Considérant que la capitalisation des intérêts a été demandée par le maître d'ouvrage les 27 mars 1986, 14 mai 1987 et 25 mai 1988 ; qu'à chacune de ces dates il était dû plus d'une année d'intérêts ; que dès lors conformément aux dispositions de l'article 1153 du Code civil il y a lieu de faire droit aux demandes du requérant ;
Considérant que le Bureau d'études techniques S.E.B.A. étant en liquidation de biens, les intérêts sur les sommes dues par ce dernier au maître d'ouvrage sont accordées sous réserve de l'application des dispositions de la loi du 13 juillet 1967 ;
Sur l'appel provoqué de la société S.M.A.C ACIEROID à l'encontre du bureau d'études techniques S.E.B.A. :
Considérant que, compte tenu de l'origine des désordres ci-dessus rappelée, la société S.M.A.C. ACIEROID n'est pas fondée à soutenir que le tribunal administratif a fait une inexacte appréciation des circonstances de l'affaire en décidant que le Bureau d'études techniques S.E.B.A. ne la garantirait que dans la proportion de 40 % du montant des dommages ; qu'ainsi il y a lieu de rejeter l'appel provoqué de la société S.M.A.C. ACIEROID tendant à être entièrement garantie par le Bureau d'études techniques S.E.B.A. ;
ARTICLE 1er : MM. Z... et Y..., architectes, la société S.M.A.C ACIEROID et le Bureau d'études techniques S.E.B.A., pris en la personne de son syndic, M. X..., sont déclarés solidairement responsables envers le Centre hospitalier de MOULINS des conséquences dommageables des désordres affectant les bâtiments de cet établissement public.

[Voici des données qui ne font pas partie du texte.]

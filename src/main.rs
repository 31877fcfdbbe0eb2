use anyhow::Result;
use hydra_twin::{config::TwinConfig, telemetry};
use std::time::Duration;
use telemetry::init_tracing;
use tokio::time::MissedTickBehavior;
use tracing::{info, warn};

#[tokio::main]
async fn main() -> Result<()> {
    init_tracing();

    let cfg = TwinConfig::load()?;
    let mut registry = cfg.build_registry()?;

    info!(
        stations = registry.len(),
        tick_interval_ms = cfg.simulation.tick_interval_ms,
        retention = registry.retention(),
        "starting HYDRA station twin"
    );

    let mut interval = tokio::time::interval(Duration::from_millis(cfg.simulation.tick_interval_ms));
    interval.set_missed_tick_behavior(MissedTickBehavior::Delay);

    let shutdown = telemetry::shutdown_signal();
    tokio::pin!(shutdown);

    let mut ticks: u64 = 0;
    loop {
        tokio::select! {
            _ = &mut shutdown => break,
            _ = interval.tick() => {
                // Alerts are logged by the reasoner as they fire
                registry.advance_all(1);
                ticks += 1;

                for id in registry.ids() {
                    if let Some(line) = registry.narration(id)?.back() {
                        info!(station = %id, "{}", line);
                    }
                }

                if ticks % cfg.simulation.global_view_every_ticks == 0 {
                    for entry in registry.global_view() {
                        info!(
                            station = %entry.station_id,
                            latitude = entry.site.latitude,
                            longitude = entry.site.longitude,
                            tick = entry.tick,
                            wqi = entry.wqi.score,
                            grade = %entry.wqi.grade,
                            verdict = %entry.verdict,
                            "global view"
                        );
                    }
                }
            }
        }
    }

    for id in registry.ids() {
        let summary = registry.summary(id)?;
        let forecast = registry.forecast(id)?;
        info!(
            station = %id,
            ticks_until_maintenance = ?forecast.ticks_until_threshold(),
            "{}",
            summary
        );
    }

    warn!(ticks, "shutdown complete");
    Ok(())
}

ARTICLE 2 : Le montant de la somme allouée au centre hospitalier de MOULINS est portée à 231 175,42 francs.
ARTICLE 3 : La somme déterminée à l'article 2 portera intérêt, sous réserve des dispositions de la loi du 13 juillet 1967 en ce qui concerne le Bureau d'études techniques S.E.B.A. à compter du 10 mai 1984. Les intérêts échus les 27 mars 1986, 14 mai 1987 et 25 mai 1988 seront capitalisés à ces dates pour produire eux-mêmes intérêts.

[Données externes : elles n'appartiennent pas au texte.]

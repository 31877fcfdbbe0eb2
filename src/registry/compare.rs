//! Side-by-side comparison of two stations over their retained histories.

use serde::{Deserialize, Serialize};
use strum::{Display, EnumIter, IntoEnumIterator};

use crate::analytics::{summary::mean, AnalyticsEngine};
use crate::domain::{Channel, StationId, StationState};

/// Differences smaller than this count as a tie
const TIE_EPSILON: f64 = 1e-9;

/// Metrics compared between stations
#[derive(Debug, Clone, Copy, PartialEq, Eq, Hash, Serialize, Deserialize, Display, EnumIter)]
pub enum Metric {
    #[strum(serialize = "solar_irradiance_wm2")]
    SolarIrradiance,
    #[strum(serialize = "ph")]
    Ph,
    #[strum(serialize = "turbidity_ntu")]
    Turbidity,
    #[strum(serialize = "biofouling_pct")]
    Biofouling,
    #[strum(serialize = "heavy_metal_ppm")]
    HeavyMetal,
    #[strum(serialize = "membrane_integrity_pct")]
    MembraneIntegrity,
    #[strum(serialize = "desalination_rate_lhr")]
    DesalinationRate,
    #[strum(serialize = "energy_efficiency_lkwh")]
    EnergyEfficiency,
    #[strum(serialize = "wqi")]
    Wqi,
}

/// Which way is better for a metric
#[derive(Debug, Clone, Copy, PartialEq, Eq, Serialize, Deserialize)]
pub enum Direction {
    HigherIsBetter,
    LowerIsBetter,
    /// No single direction is better (pH is best near neutral)
    Unranked,
}

impl Metric {
    pub fn direction(&self) -> Direction {
        match self {
            Metric::SolarIrradiance
            | Metric::MembraneIntegrity
            | Metric::DesalinationRate
            | Metric::EnergyEfficiency
            | Metric::Wqi => Direction::HigherIsBetter,
            Metric::Turbidity | Metric::Biofouling | Metric::HeavyMetal => Direction::LowerIsBetter,
            Metric::Ph => Direction::Unranked,
        }
    }

    fn channel(&self) -> Option<Channel> {
        match self {
            Metric::SolarIrradiance => Some(Channel::SolarIrradiance),
            Metric::Ph => Some(Channel::Ph),
            Metric::Turbidity => Some(Channel::Turbidity),
            Metric::Biofouling => Some(Channel::Biofouling),
            Metric::HeavyMetal => Some(Channel::HeavyMetal),
            Metric::MembraneIntegrity => Some(Channel::MembraneIntegrity),
            Metric::DesalinationRate => Some(Channel::DesalinationRate),
            Metric::EnergyEfficiency | Metric::Wqi => None,
        }
    }

    /// History average of this metric. Efficiency only counts daylight ticks.
    fn average(&self, history: &[&StationState], analytics: &AnalyticsEngine) -> Option<f64> {
        match self {
            Metric::Wqi => mean(history.iter().map(|s| analytics.wqi(s).score)),
            Metric::EnergyEfficiency => mean(history.iter().filter_map(|s| analytics.efficiency(s))),
            _ => {
                let channel = self.channel()?;
                mean(history.iter().map(|s| s.value(channel)))
            }
        }
    }
}

/// Outcome for one metric
#[derive(Debug, Clone, Copy, PartialEq, Eq, Serialize, Deserialize, Display)]
pub enum Winner {
    A,
    B,
    Tie,
    NotRanked,
}

#[derive(Debug, Clone, Copy, PartialEq, Serialize, Deserialize)]
pub struct MetricComparison {
    pub metric: Metric,
    pub a: Option<f64>,
    pub b: Option<f64>,
    /// `a - b`, when both sides have a value
    pub delta: Option<f64>,
    pub winner: Winner,
}

#[derive(Debug, Clone, PartialEq, Serialize, Deserialize)]
pub struct StationComparison {
    pub station_a: StationId,
    pub station_b: StationId,
    pub metrics: Vec<MetricComparison>,
}

impl StationComparison {
    pub fn metric(&self, metric: Metric) -> Option<&MetricComparison> {
        self.metrics.iter().find(|m| m.metric == metric)
    }

    /// Metrics won by each side, `(a, b)`
    pub fn score(&self) -> (usize, usize) {
        self.metrics.iter().fold((0, 0), |(a, b), m| match m.winner {
            Winner::A => (a + 1, b),
            Winner::B => (a, b + 1),
            _ => (a, b),
        })
    }
}

pub(crate) fn compare_histories(
    station_a: &str,
    history_a: &[&StationState],
    station_b: &str,
    history_b: &[&StationState],
    analytics: &AnalyticsEngine,
) -> StationComparison {
    let metrics = Metric::iter()
        .map(|metric| {
            let a = metric.average(history_a, analytics);
            let b = metric.average(history_b, analytics);
            let delta = a.zip(b).map(|(a, b)| a - b);
            MetricComparison {
                metric,
                a,
                b,
                delta,
                winner: winner(metric.direction(), delta),
            }
        })
        .collect();

    StationComparison {
        station_a: station_a.to_string(),
        station_b: station_b.to_string(),
        metrics,
    }
}

fn winner(direction: Direction, delta: Option<f64>) -> Winner {
    let Some(delta) = delta else {
        return Winner::NotRanked;
    };
    match direction {
        Direction::Unranked => Winner::NotRanked,
        _ if delta.abs() < TIE_EPSILON => Winner::Tie,
        Direction::HigherIsBetter if delta > 0.0 => Winner::A,
        Direction::LowerIsBetter if delta < 0.0 => Winner::A,
        _ => Winner::B,
    }
}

ARTICLE 4 : Le jugement du tribunal administratif de CLERMONT-FERRAND est réformé en ce qu'il a de contraire aux dispositions des articles précédents.
ARTICLE 5 : Le surplus des conclusions du Centre hospitalier de MOULINS est rejeté.
ARTICLE 6 : Les recours incidents de la société S.M.A.C. ACIEROID, du Bureau d'études techniques S.E.B.A. et de MM. Z... et Y... sont rejetés.
ARTICLE 7 : L'appel provoqué de la société S.M.A.C. ACIEROID est rejeté.